== YOUR GOAL ==
Your response should be a copy of each line in the listing below that includes the word "EventId".
─── DATA SUPPLIED ───
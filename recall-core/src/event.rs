//! A single VEVENT, normalized into the week's timezone.

use chrono::{DateTime, Duration, NaiveDate};
use chrono_tz::Tz;
use icalendar::DatePerhapsTime;
use icalendar::parser::{Component, Property};

use crate::error::{RecallError, RecallResult};
use crate::recurrence::RecurrenceRule;
use crate::time::{TemporalValue, normalize};

/// A parsed calendar event. `end == start + duration` always holds.
#[derive(Debug, Clone)]
pub struct Event {
    pub summary: String,
    pub start: DateTime<Tz>,
    pub end: DateTime<Tz>,
    pub duration: Duration,
    pub recurrence: Option<RecurrenceRule>,
}

impl Event {
    /// Parse a VEVENT. Recurrences are expanded inside `[window_start, window_end]`.
    pub fn parse(
        vevent: &Component,
        window_start: DateTime<Tz>,
        window_end: DateTime<Tz>,
        tz: Tz,
    ) -> RecallResult<Self> {
        let summary = vevent
            .find_prop("SUMMARY")
            .map(|p| p.val.to_string())
            .unwrap_or_else(|| "(No title)".to_string());

        let dtstart = vevent
            .find_prop("DTSTART")
            .ok_or_else(|| RecallError::MissingProperty("DTSTART".to_string()))?;
        let start_value = temporal_value(dtstart)?;
        let start = normalize(&start_value, tz)?;

        let (end, duration) = if let Some(dtend) = vevent.find_prop("DTEND") {
            let end = normalize(&temporal_value(dtend)?, tz)?;
            (end, end - start)
        } else if let Some(prop) = vevent.find_prop("DURATION") {
            let duration = parse_duration(prop.val.as_ref())?;
            (start + duration, duration)
        } else if start_value.is_date() {
            // RFC 5545: a date-only DTSTART without an end lasts one day
            (start + Duration::days(1), Duration::days(1))
        } else {
            (start, Duration::zero())
        };

        if duration < Duration::zero() {
            return Err(RecallError::InvalidTemporalInput(format!(
                "event '{summary}' ends before it starts"
            )));
        }

        let recurrence = vevent
            .find_prop("RRULE")
            .map(|p| RecurrenceRule::new(p.val.as_ref(), start, window_start, window_end))
            .transpose()?;

        Ok(Event {
            summary,
            start,
            end,
            duration,
            recurrence,
        })
    }

    /// Instants at which this event happens on `date`.
    ///
    /// The event's own start comes first. Recurrence occurrences follow, minus
    /// the one that repeats the start itself, so a recurring event never lands
    /// twice on its first day.
    pub fn occurrences_on(&self, date: NaiveDate) -> impl Iterator<Item = DateTime<Tz>> + '_ {
        let start = self.start;
        let own = (start.date_naive() == date).then_some(start);
        let recurring = self
            .recurrence
            .iter()
            .flat_map(move |rule| rule.occurrences_on(date))
            .filter(move |o| *o != start);

        own.into_iter().chain(recurring)
    }

    /// Lasts at most one day. Also true for exactly one day, together with [`Self::is_all_day`].
    pub fn is_single_day(&self) -> bool {
        self.duration <= Duration::days(1)
    }

    /// Lasts at least one day.
    pub fn is_all_day(&self) -> bool {
        self.duration >= Duration::days(1)
    }
}

fn temporal_value(prop: &Property) -> RecallResult<TemporalValue> {
    DatePerhapsTime::try_from(prop)
        .map(TemporalValue::from)
        .map_err(|_| {
            RecallError::InvalidTemporalInput(format!("{}:{}", prop.name.as_ref(), prop.val.as_ref()))
        })
}

/// Parse an ISO 8601 DURATION value (`PT1H30M`, `P1D`, `P2W`).
fn parse_duration(value: &str) -> RecallResult<Duration> {
    let value = value.trim();
    if value.starts_with('-') {
        return Err(RecallError::InvalidTemporalInput(format!(
            "negative duration {value}"
        )));
    }

    let parsed = iso8601::duration(value.trim_start_matches('+'))
        .map_err(|_| RecallError::InvalidTemporalInput(format!("duration {value}")))?;
    let std_duration: std::time::Duration = parsed.into();

    Duration::from_std(std_duration)
        .map_err(|_| RecallError::InvalidTemporalInput(format!("duration {value}")))
}
pub mod config;
pub mod week;
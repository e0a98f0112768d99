//! Terminal and JSON rendering of a laid-out week.

use owo_colors::OwoColorize;
use recall_core::{Day, Row, Week, WeekView};
use serde_json::{Value, json};

/// Extension trait for TUI rendering with colors.
pub trait Render {
    fn render(&self) -> String;
}

impl Render for WeekView {
    fn render(&self) -> String {
        let week = &self.week;
        let mut lines = vec![format!(
            "📅 Week of {} ({})",
            week.first_day().format("%a %Y-%m-%d").bold(),
            week.timezone
        )];

        for day in week.days() {
            lines.push(String::new());
            lines.extend(render_day(week, day));
        }

        let all_day: Vec<&str> = week.all_day_events().map(|e| e.summary.as_str()).collect();
        if !all_day.is_empty() {
            lines.push(String::new());
            let label = format!(
                "{} all-day {} not shown: {}",
                all_day.len(),
                pluralize("event", all_day.len()),
                all_day.join(", ")
            );
            lines.push(label.dimmed().to_string());
        }

        lines.join("\n")
    }
}

fn render_day(week: &Week, day: &Day) -> Vec<String> {
    let mut lines = vec![day.date.format("%a %Y-%m-%d").to_string().bold().to_string()];

    if day.rows.is_empty() {
        lines.push(format!("   {}", "No events".dimmed()));
        return lines;
    }

    for row in &day.rows {
        lines.push(format!("   {}", render_row(week, row)));
    }

    lines
}

fn render_row(week: &Week, row: &Row) -> String {
    let time = format!("{}-{}", row.start.format("%H:%M"), row.end.format("%H:%M"));
    let summary = &week.event(row.event).summary;
    let layout = format!(
        "top {:.2} height {:.2} left {:.1}% width {:.1}%",
        row.offset, row.extent, row.left, row.width
    );

    let summary = if row.overlap_group.len() > 1 {
        summary.yellow().to_string()
    } else {
        summary.green().to_string()
    };

    format!("{} {} {}", time.cyan(), summary, layout.dimmed())
}

fn pluralize(word: &str, count: usize) -> String {
    if count == 1 {
        word.to_string()
    } else {
        format!("{word}s")
    }
}

/// JSON shape handed to presentation layers.
pub fn to_json(view: &WeekView) -> Value {
    let week = &view.week;

    let ruler: Vec<Value> = view
        .ruler
        .bars
        .iter()
        .map(|bar| {
            json!({
                "label": bar.label,
                "offset": bar.offset,
                "extent": bar.extent,
            })
        })
        .collect();

    let days: Vec<Value> = week
        .days()
        .iter()
        .map(|day| {
            let rows: Vec<Value> = day
                .rows
                .iter()
                .map(|row| {
                    let overlapping: Vec<&str> = row
                        .overlap_group
                        .iter()
                        .map(|id| week.event(*id).summary.as_str())
                        .collect();
                    json!({
                        "summary": week.event(row.event).summary,
                        "start": row.start.to_rfc3339(),
                        "end": row.end.to_rfc3339(),
                        "offset": row.offset,
                        "extent": row.extent,
                        "left": row.left,
                        "width": row.width,
                        "overlapping": overlapping,
                    })
                })
                .collect();
            json!({
                "date": day.date.to_string(),
                "rows": rows,
            })
        })
        .collect();

    json!({
        "timezone": week.timezone.to_string(),
        "ruler": {
            "height": view.ruler.height,
            "bars": ruler,
        },
        "days": days,
        "all_day": week.all_day_events().map(|e| e.summary.as_str()).collect::<Vec<_>>(),
    })
}
/// Converts minutes into ruler (display) units.
pub const HEIGHT_RATIO: f64 = 0.05;

/// Unfilled portion at the bottom of each block, in minutes.
pub const SPACER_MINUTES: f64 = 1.0;

/// Feeds longer than this many lines are rejected.
pub const MAX_LINES: usize = 2048;

/// Byte allowance per permitted line, so a body without newlines is bounded too.
pub const MAX_BYTES_PER_LINE: usize = 4096;

/// Request-level timeout for feed downloads.
pub const DEFAULT_TIMEOUT_SECS: u64 = 30;

pub const DAYS_IN_WEEK: i64 = 7;

pub const SECONDS_PER_DAY: i64 = 86_400;
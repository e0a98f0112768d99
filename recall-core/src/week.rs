//! Seven consecutive days and the rows laid out on them.
//!
//! Rows are filled in two passes: [`Week::add_event`] sets the vertical
//! metrics, then [`crate::overlap::resolve`] sets the horizontal ones.

use chrono::{DateTime, Duration, NaiveDate, Timelike};
use chrono_tz::Tz;
use icalendar::parser::Component;

use crate::constants::{DAYS_IN_WEEK, HEIGHT_RATIO, SPACER_MINUTES};
use crate::error::RecallResult;
use crate::event::Event;
use crate::time::{TemporalValue, normalize};

/// Index of an event inside the [`Week`] that owns it.
#[derive(Debug, Clone, Copy, PartialEq, Eq, Hash)]
pub struct EventId(pub usize);

/// One occurrence of an event placed on a day.
#[derive(Debug, Clone)]
pub struct Row {
    pub event: EventId,
    pub start: DateTime<Tz>,
    pub end: DateTime<Tz>,
    /// Distance from midnight, in ruler units
    pub offset: f64,
    /// Height, in ruler units
    pub extent: f64,
    /// Events sharing screen space with this row, ordered by start time of day
    pub overlap_group: Vec<EventId>,
    /// Percent of the day column
    pub left: f64,
    /// Percent of the day column
    pub width: f64,
}

#[derive(Debug, Clone)]
pub struct Day {
    pub date: NaiveDate,
    pub midnight: DateTime<Tz>,
    pub rows: Vec<Row>,
}

#[derive(Debug, Clone)]
pub struct Week {
    pub timezone: Tz,
    pub(crate) days: Vec<Day>,
    pub(crate) events: Vec<Event>,
}

impl Week {
    /// Seven days starting at `start_date`, each stamped at midnight in `tz`.
    pub fn new(start_date: NaiveDate, tz: Tz) -> RecallResult<Self> {
        let days = (0..DAYS_IN_WEEK)
            .map(|offset| {
                let date = start_date + Duration::days(offset);
                Ok(Day {
                    date,
                    midnight: normalize(&TemporalValue::Date(date), tz)?,
                    rows: Vec::new(),
                })
            })
            .collect::<RecallResult<Vec<_>>>()?;

        Ok(Week {
            timezone: tz,
            days,
            events: Vec::new(),
        })
    }

    pub fn days(&self) -> &[Day] {
        &self.days
    }

    pub fn day(&self, date: NaiveDate) -> Option<&Day> {
        self.days.iter().find(|d| d.date == date)
    }

    pub fn first_day(&self) -> DateTime<Tz> {
        self.days[0].midnight
    }

    pub fn last_day(&self) -> DateTime<Tz> {
        self.days[self.days.len() - 1].midnight
    }

    pub fn event(&self, id: EventId) -> &Event {
        &self.events[id.0]
    }

    pub fn events(&self) -> &[Event] {
        &self.events
    }

    /// Events that were ingested but have no rows because they span a day or more.
    pub fn all_day_events(&self) -> impl Iterator<Item = &Event> {
        self.events.iter().filter(|e| e.is_all_day())
    }

    /// Parse a VEVENT and place one row per occurrence on each day of the week.
    ///
    /// All-day events are kept in [`Self::events`] but get no rows. Rows running
    /// past midnight are neither clipped nor continued on the next day.
    pub fn add_event(&mut self, vevent: &Component) -> RecallResult<EventId> {
        let window_end = self.last_day() + Duration::days(1);
        let event = Event::parse(vevent, self.first_day(), window_end, self.timezone)?;
        let id = EventId(self.events.len());

        if event.is_all_day() {
            tracing::debug!(summary = %event.summary, "All-day event gets no rows");
        } else {
            let duration_minutes = event.duration.num_seconds() as f64 / 60.0;
            let extent = ruler_units(adjust_duration(duration_minutes));

            for day in &mut self.days {
                for occurrence in event.occurrences_on(day.date) {
                    let offset_minutes = occurrence.hour() * 60 + occurrence.minute();
                    day.rows.push(Row {
                        event: id,
                        start: occurrence,
                        end: occurrence + event.duration,
                        offset: ruler_units(f64::from(offset_minutes)),
                        extent,
                        overlap_group: Vec::new(),
                        left: 0.0,
                        width: 0.0,
                    });
                }
            }
        }

        self.events.push(event);
        Ok(id)
    }
}

/// Convert minutes into ruler units.
pub fn ruler_units(minutes: f64) -> f64 {
    minutes * HEIGHT_RATIO
}

/// Leave a small gap under each block. Blocks no longer than the gap keep their length.
pub fn adjust_duration(minutes: f64) -> f64 {
    if minutes > SPACER_MINUTES {
        minutes - SPACER_MINUTES
    } else {
        minutes
    }
}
───
== RESULT ==
pub struct EventId(pub usize);
    pub event: EventId,
    pub overlap_group: Vec<EventId>,
    pub fn event(&self, id: EventId) -> &Event {
    pub fn add_event(&mut self, vevent: &Component) -> RecallResult<EventId> {
        let id = EventId(self.events.len());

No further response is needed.